A Role for Both Active and Passive
Advisers believe that both active and passive investing play a vital role in building a retirement portfolio, according to Cerulli. More than 80% think passive investments can reduce fees and that active managers are ideal for certain asset classes.
“Approximately 75% of advisers agree that active and passive investments complement each other,” says Brendan Powers, senior analyst at the research firm. “Cerulli argues that the debate of active or passive has shifted to active and passive, with more focus on how to best use both as tools to build more efficient client portfolios.

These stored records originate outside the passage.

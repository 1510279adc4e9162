//! Kunai CLI - incremental-build accelerator for Ninja build directories
//!
//! Usage: kunai <build-dir> [global options] <command> [arguments]

mod all_cmd;
mod cli;
mod pointed_cmd;
mod stats_cmd;

use std::process::ExitCode;
use std::time::Instant;

fn main() -> ExitCode {
    let timer = Instant::now();

    let (result, show_time) = match cli::parse_args() {
        Ok(cli::Command::Help) => {
            cli::print_usage();
            return ExitCode::SUCCESS;
        }
        Ok(cli::Command::Stats {
            build_dir,
            rebuild,
            time,
            exts,
            output_format,
        }) => (stats_cmd::run_stats(build_dir, rebuild, exts, output_format), time),
        Ok(cli::Command::All {
            build_dir,
            rebuild,
            time,
            exts,
            kinds,
            match_pattern,
            output_format,
        }) => (
            all_cmd::run_all(build_dir, rebuild, exts, kinds, match_pattern, output_format),
            time,
        ),
        Ok(cli::Command::Pointed {
            build_dir,
            rebuild,
            time,
            exts,
            kinds,
            match_pattern,
            source_files,
            output_format,
        }) => (
            pointed_cmd::run_pointed(
                build_dir,
                rebuild,
                exts,
                kinds,
                match_pattern,
                source_files,
                output_format,
            ),
            time,
        ),
        Err(e) => {
            eprintln!("Error: {}", e);
            cli::print_usage();
            return ExitCode::from(1);
        }
    };

    let code = match result {
        Ok(code) => code,
        Err(e) => {
            eprintln!("Error: {}", e);
            1
        }
    };

    if show_time {
        println!("[retrieved in {} ms]", timer.elapsed().as_secs_f64() * 1000.0);
    }

    ExitCode::from(code)
}
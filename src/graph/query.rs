//! Read path for the build graph
//!
//! Kind listings, reverse reachability, and the stats aggregate.

use anyhow::Result;
use rusqlite::types::Value;
use rusqlite::{params_from_iter, Connection};
use serde::Serialize;

use crate::graph::schema::TargetKind;

/// Node counts per kind plus the links total.
#[derive(Debug, Clone, Copy, Default, Serialize)]
pub struct StatCounters {
    pub deps: i64,
    pub sources: i64,
    pub headers: i64,
    pub objects: i64,
    pub libraries: i64,
    pub binaries: i64,
    pub inputs: i64,
}

/// Last recorded timings, read back from metadata. Milliseconds.
#[derive(Debug, Clone, Copy, Default, Serialize)]
pub struct StatTimings {
    pub db_filling_ms: f64,
    pub db_loading_ms: f64,
    pub query_ms: f64,
}

#[derive(Debug, Clone, Copy, Default, Serialize)]
pub struct Stats {
    pub counters: StatCounters,
    pub timings: StatTimings,
}

/// Compute the stats aggregate. Never cached; one round trip.
pub fn stats(conn: &Connection) -> Result<Stats> {
    let sql = "
        SELECT
            (SELECT COUNT(*) FROM links),
            (SELECT COUNT(*) FROM targets WHERE type = 1),
            (SELECT COUNT(*) FROM targets WHERE type = 2),
            (SELECT COUNT(*) FROM targets WHERE type = 3),
            (SELECT COUNT(*) FROM targets WHERE type = 4),
            (SELECT COUNT(*) FROM targets WHERE type = 5),
            (SELECT COUNT(*) FROM targets WHERE type = 6),
            (SELECT CAST(value AS REAL) FROM metadata WHERE key = 'perf_db_filling_ms'),
            (SELECT CAST(value AS REAL) FROM metadata WHERE key = 'perf_db_loading_ms'),
            (SELECT CAST(value AS REAL) FROM metadata WHERE key = 'perf_query_ms')
    ";
    let stats = conn.query_row(sql, [], |row| {
        Ok(Stats {
            counters: StatCounters {
                deps: row.get(0)?,
                sources: row.get(1)?,
                headers: row.get(2)?,
                objects: row.get(3)?,
                libraries: row.get(4)?,
                binaries: row.get(5)?,
                inputs: row.get(6)?,
            },
            timings: StatTimings {
                db_filling_ms: row.get::<_, Option<f64>>(7)?.unwrap_or(0.0),
                db_loading_ms: row.get::<_, Option<f64>>(8)?.unwrap_or(0.0),
                query_ms: row.get::<_, Option<f64>>(9)?.unwrap_or(0.0),
            },
        })
    })?;
    Ok(stats)
}

/// All node paths whose current kind equals `kind`.
pub fn all_of_kind(conn: &Connection, kind: TargetKind) -> Result<Vec<String>> {
    let mut stmt = conn.prepare("SELECT path FROM targets WHERE type = ?1")?;
    let rows = stmt.query_map([kind.as_i64()], |row| row.get::<_, String>(0))?;
    let mut ret = Vec::new();
    for row in rows {
        ret.push(row?);
    }
    Ok(ret)
}

/// Reverse reachability: every node of `kind` from which some seed is
/// reachable by following links forward.
///
/// Seeds anchor on exact path equality or substring containment
/// (`LIKE '%seed%'`); the closure is computed backwards over the links
/// table in a single recursive CTE, riding the to_id index.
pub fn reachable_reverse(
    conn: &Connection,
    seeds: &[String],
    kind: TargetKind,
) -> Result<Vec<String>> {
    if seeds.is_empty() {
        return Ok(Vec::new());
    }

    let mut sql = String::from(
        "WITH RECURSIVE pointed(id) AS (
            SELECT id FROM targets WHERE ",
    );
    for i in 0..seeds.len() {
        if i > 0 {
            sql.push_str(" OR ");
        }
        sql.push_str("path = ? OR path LIKE ?");
    }
    sql.push_str(
        "
            UNION
            SELECT l.from_id
            FROM links l
            JOIN pointed p ON l.to_id = p.id
        )
        SELECT DISTINCT path FROM targets
        WHERE id IN (SELECT id FROM pointed)
          AND type = ?",
    );

    let mut params: Vec<Value> = Vec::with_capacity(seeds.len() * 2 + 1);
    for seed in seeds {
        params.push(Value::Text(seed.clone()));
        params.push(Value::Text(format!("%{}%", seed)));
    }
    params.push(Value::Integer(kind.as_i64()));

    let mut stmt = conn.prepare(&sql)?;
    let rows = stmt.query_map(params_from_iter(params), |row| row.get::<_, String>(0))?;
    let mut ret = Vec::new();
    for row in rows {
        ret.push(row?);
    }
    Ok(ret)
}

“In general, active will retain a key role in asset classes where it adds value over passive,” Powers continues. “The asset classes where more than half of advisers prefer actively managed mutual funds include international/global fixed income (61%), multi-asset class (60%), emerging markets fixed income (58%), emerging markets equity (53%) and international/global equity (51%).”
Regarding which U.S. equity asset categories advisers plan to boost allocations to, the most common are technology (33%) and small cap (30%). Advisers’ top portfolio objective—cited by 98%—is downside risk protection.
Cerulli also discovered that advisers currently allocate 64% of client assets to actively managed strategies, 25% to passively managed exchange-traded funds (ETFs) and 11% to passively managed index funds. Fifty-five percent of advisers create a customized investment portfolio for each client; 42% start with an investment model, which they then alter.
Among those advisers who use models, 80% use one created by their practice, 68% use a home-office model, and 66% use an asset manager model.